= Wim Ernes =

Willem Egidius Johannes "Wim" Ernes (2 July 1958 – Schimmert, 1 November 2016) was a Dutch equestrian dressage coach from Schimmert. Ernes was seen as an icon within the Dutch equestrian sport. He was twice the coach of the Dutch national dressage team, his first from 1993 to 1996 and the second from 2013. During his first period the Dutch dressage team won the silver medal at the 1994 World Championships and the silver medal at the 1996 Summer Olympics. During his second period the Dutch dressage team won the silver medal at the 2013 European Championships, the bronze medal at the 2014 World Championships and gold at the 2015 European Championships.

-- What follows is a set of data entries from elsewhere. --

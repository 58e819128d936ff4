//! Little-endian byte reader with cursor tracking.

use crate::BufferError;

/// A bounds-checked reader over a byte slice.
///
/// All integer reads are little-endian. A read that would run past the end
/// of the slice returns [`BufferError::EndOfBuffer`] and leaves the cursor
/// where it was.
///
/// # Example
///
/// ```
/// use vdf_buffers::{BufferError, Reader};
///
/// let data = [0x01, 0x02, 0x03];
/// let mut reader = Reader::new(&data);
///
/// assert_eq!(reader.u16(), Ok(0x0201));
/// assert_eq!(reader.u16(), Err(BufferError::EndOfBuffer));
/// assert_eq!(reader.u8(), Ok(0x03));
/// ```
#[derive(Debug, Clone)]
pub struct Reader<'a> {
    /// The underlying byte slice.
    pub uint8: &'a [u8],
    /// Current cursor position.
    pub x: usize,
}

impl<'a> Reader<'a> {
    /// Creates a new reader positioned at the start of `uint8`.
    pub fn new(uint8: &'a [u8]) -> Self {
        Self { uint8, x: 0 }
    }

    /// Returns the number of remaining bytes.
    pub fn size(&self) -> usize {
        self.uint8.len() - self.x
    }

    /// Returns `true` when every byte has been consumed.
    pub fn is_empty(&self) -> bool {
        self.size() == 0
    }

    /// Peeks at the current byte without advancing the cursor.
    pub fn peek(&self) -> Option<u8> {
        self.uint8.get(self.x).copied()
    }

    /// Returns the next `size` bytes and advances the cursor.
    pub fn buf(&mut self, size: usize) -> Result<&'a [u8], BufferError> {
        if size > self.size() {
            return Err(BufferError::EndOfBuffer);
        }
        let start = self.x;
        self.x += size;
        Ok(&self.uint8[start..self.x])
    }

    fn array<const N: usize>(&mut self) -> Result<[u8; N], BufferError> {
        let mut out = [0u8; N];
        out.copy_from_slice(self.buf(N)?);
        Ok(out)
    }

    /// Reads an unsigned 8-bit integer.
    #[inline]
    pub fn u8(&mut self) -> Result<u8, BufferError> {
        let val = self.peek().ok_or(BufferError::EndOfBuffer)?;
        self.x += 1;
        Ok(val)
    }

    /// Reads an unsigned 16-bit integer.
    #[inline]
    pub fn u16(&mut self) -> Result<u16, BufferError> {
        self.array().map(u16::from_le_bytes)
    }

    /// Reads an unsigned 32-bit integer.
    #[inline]
    pub fn u32(&mut self) -> Result<u32, BufferError> {
        self.array().map(u32::from_le_bytes)
    }

    /// Reads a signed 32-bit integer.
    #[inline]
    pub fn i32(&mut self) -> Result<i32, BufferError> {
        self.array().map(i32::from_le_bytes)
    }

    /// Reads an unsigned 64-bit integer.
    #[inline]
    pub fn u64(&mut self) -> Result<u64, BufferError> {
        self.array().map(u64::from_le_bytes)
    }

    /// Reads a 32-bit IEEE-754 float, bit pattern preserved.
    #[inline]
    pub fn f32(&mut self) -> Result<f32, BufferError> {
        self.array().map(f32::from_le_bytes)
    }

    /// Reads a NUL-terminated byte string and advances past the terminator.
    ///
    /// The returned slice does not include the NUL.
    pub fn cstr(&mut self) -> Result<&'a [u8], BufferError> {
        let rest = &self.uint8[self.x..];
        let len = rest
            .iter()
            .position(|&b| b == 0)
            .ok_or(BufferError::MissingTerminator)?;
        self.x += len + 1;
        Ok(&rest[..len])
    }
}

#[cfg(test)]
mod tests {
    use super::*;

    #[test]
    fn test_u8() {
        let data = [0x01, 0x02];
        let mut reader = Reader::new(&data);
        assert_eq!(reader.u8(), Ok(0x01));
        assert_eq!(reader.u8(), Ok(0x02));
        assert_eq!(reader.u8(), Err(BufferError::EndOfBuffer));
    }

    #[test]
    fn test_u32_little_endian() {
        let data = [0x04, 0x03, 0x02, 0x01];
        let mut reader = Reader::new(&data);
        assert_eq!(reader.u32(), Ok(0x01020304));
        assert!(reader.is_empty());
    }

    #[test]
    fn test_short_read_keeps_cursor() {
        let data = [0xff, 0xff, 0xff];
        let mut reader = Reader::new(&data);
        assert_eq!(reader.u32(), Err(BufferError::EndOfBuffer));
        assert_eq!(reader.x, 0);
        assert_eq!(reader.size(), 3);
    }

    #[test]
    fn test_cstr() {
        let data = b"ab\0\0c";
        let mut reader = Reader::new(data);
        assert_eq!(reader.cstr(), Ok(&b"ab"[..]));
        assert_eq!(reader.cstr(), Ok(&b""[..]));
        assert_eq!(reader.cstr(), Err(BufferError::MissingTerminator));
        assert_eq!(reader.x, 4);
    }
}
impl NodeMut<'_> {
    pub fn id(&self) -> NodeId {
        self.id
    }

    /// Read view of this node.
    pub fn as_node(&self) -> NodeRef<'_> {
        self.doc.node(self.id)
    }

    fn data(&mut self) -> &mut NodeData {
        self.doc.data_mut(self.id)
    }

    pub fn set_name(&mut self, name: impl Into<String>) {
        self.data().name = name.into();
    }

    /// Sets the condition tag, without brackets. An empty string removes it.
    ///
    /// # Panics
    ///
    /// Panics if `condition` contains whitespace, `"`, `{` or `}`.
    pub fn set_condition(&mut self, condition: impl Into<String>) {
        let condition = condition.into();
        if condition.chars().any(char::is_whitespace) {
            panic!("vdf: condition cannot contain spaces");
        }
        if condition.contains(['"', '{', '}']) {
            panic!("vdf: condition cannot contain \", {{, or }}");
        }
        let data = self.data();
        if let Some(format) = data.format.as_deref_mut() {
            format.condition_src = None;
            if condition.is_empty() {
                format.condition.clear();
            } else if format.condition.is_empty() {
                format.condition.push(b' ');
            }
        }
        data.condition = condition;
    }

    /// Stores `value`, detaching any children first.
    ///
    /// Storing [`Value::None`] turns the node into an empty interior node.
    /// Detached children keep their arena slots for the life of the
    /// document, like nodes passed to [`NodeMut::remove`]; their handles
    /// stay valid and can be appended again.
    pub fn set_value(&mut self, value: impl Into<Value>) {
        let value = value.into();
        self.doc.detach_children(self.id);
        let data = self.data();
        if let Some(format) = data.format.as_deref_mut() {
            match (data.value.is_none(), value.is_none()) {
                (true, false) => format.interior_to_leaf(),
                (false, true) => format.leaf_to_interior(),
                _ => {}
            }
        }
        data.value = value;
    }

    pub fn set_string(&mut self, v: impl Into<String>) {
        self.set_value(Value::String(v.into()));
    }

    pub fn set_int(&mut self, v: i32) {
        self.set_value(Value::Int(v));
    }

    pub fn set_float(&mut self, v: f32) {
        self.set_value(Value::Float(v));
    }

    pub fn set_ptr(&mut self, v: u32) {
        self.set_value(Value::Ptr(v));
    }

    pub fn set_wstring(&mut self, v: &[u16]) {
        self.set_value(Value::WString(v.to_vec()));
    }

    pub fn set_color(&mut self, v: Color) {
        self.set_value(Value::Color(v));
    }

    pub fn set_uint64(&mut self, v: u64) {
        self.set_value(Value::Uint64(v));
    }

    /// Attaches `child` as the last child, dropping any value this node held.
    ///
    /// # Panics
    ///
    /// Panics if `child` already has a parent, is the document root, or is
    /// this node or one of its ancestors.
    pub fn append(&mut self, child: NodeId) {
        let doc = &mut *self.doc;
        assert!(
            child.index() < doc.nodes.len(),
            "vdf: node handle {} does not belong to this document",
            child.index()
        );
        if doc.data(child).parent.is_some() {
            panic!("vdf: cannot append a node that already has a parent");
        }
        if child == ROOT {
            panic!("vdf: cannot append the document root");
        }
        if doc.is_ancestor_or_self(child, self.id) {
            panic!("vdf: cannot append a node to itself or its descendant");
        }
        doc.link_last(self.id, child);
        let data = doc.data_mut(self.id);
        if !data.value.is_none() {
            if let Some(format) = data.format.as_deref_mut() {
                format.leaf_to_interior();
            }
            data.value = Value::None;
        }
    }

    /// Detaches this node from its parent and siblings. The subtree stays
    /// intact and can be appended elsewhere. Does nothing on a parentless node.
    ///
    /// The arena does not reclaim the subtree's slots; a document that keeps
    /// removing nodes grows until it is dropped.
    pub fn remove(&mut self) {
        self.doc.unlink(self.id);
    }

    /// Discards recorded formatting on this node and all of its descendants.
    pub fn clear_formatting(&mut self) {
        if self.id == ROOT {
            self.doc.trailer = None;
        }
        let mut stack = vec![self.id];
        while let Some(id) = stack.pop() {
            let data = self.doc.data_mut(id);
            data.format = None;
            let mut cursor = data.first;
            while let Some(child) = cursor {
                stack.push(child);
                cursor = self.doc.data(child).next;
            }
        }
    }
}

In December 2015 he had an epileptic attack due to a brain tumor. He left hospital in January 2016. He was able do things independently, but had to rest. He had quit his job as national coach and was not able to go to the 2016 Summer Olympics. Johan Rockx took over his position. For all of his work Ernes was honoured with the gouden speld (golden pin) by the Dutch National Equestrian Federation (KNHS) on 31 October 2016. The day afterwards, on 1 November Ernes died at the age of 58. The team that won the gold medal at the 2015 European Championships, Edward Gal, Hans Peter Minderhoud, Diederik van Silfhout and Patrick van der Meer carried his coffin during his funeral on 5 November 2016.

==Personal==
Ernes lived in Schimmert, was married and had a daughter in 1988 called Maud.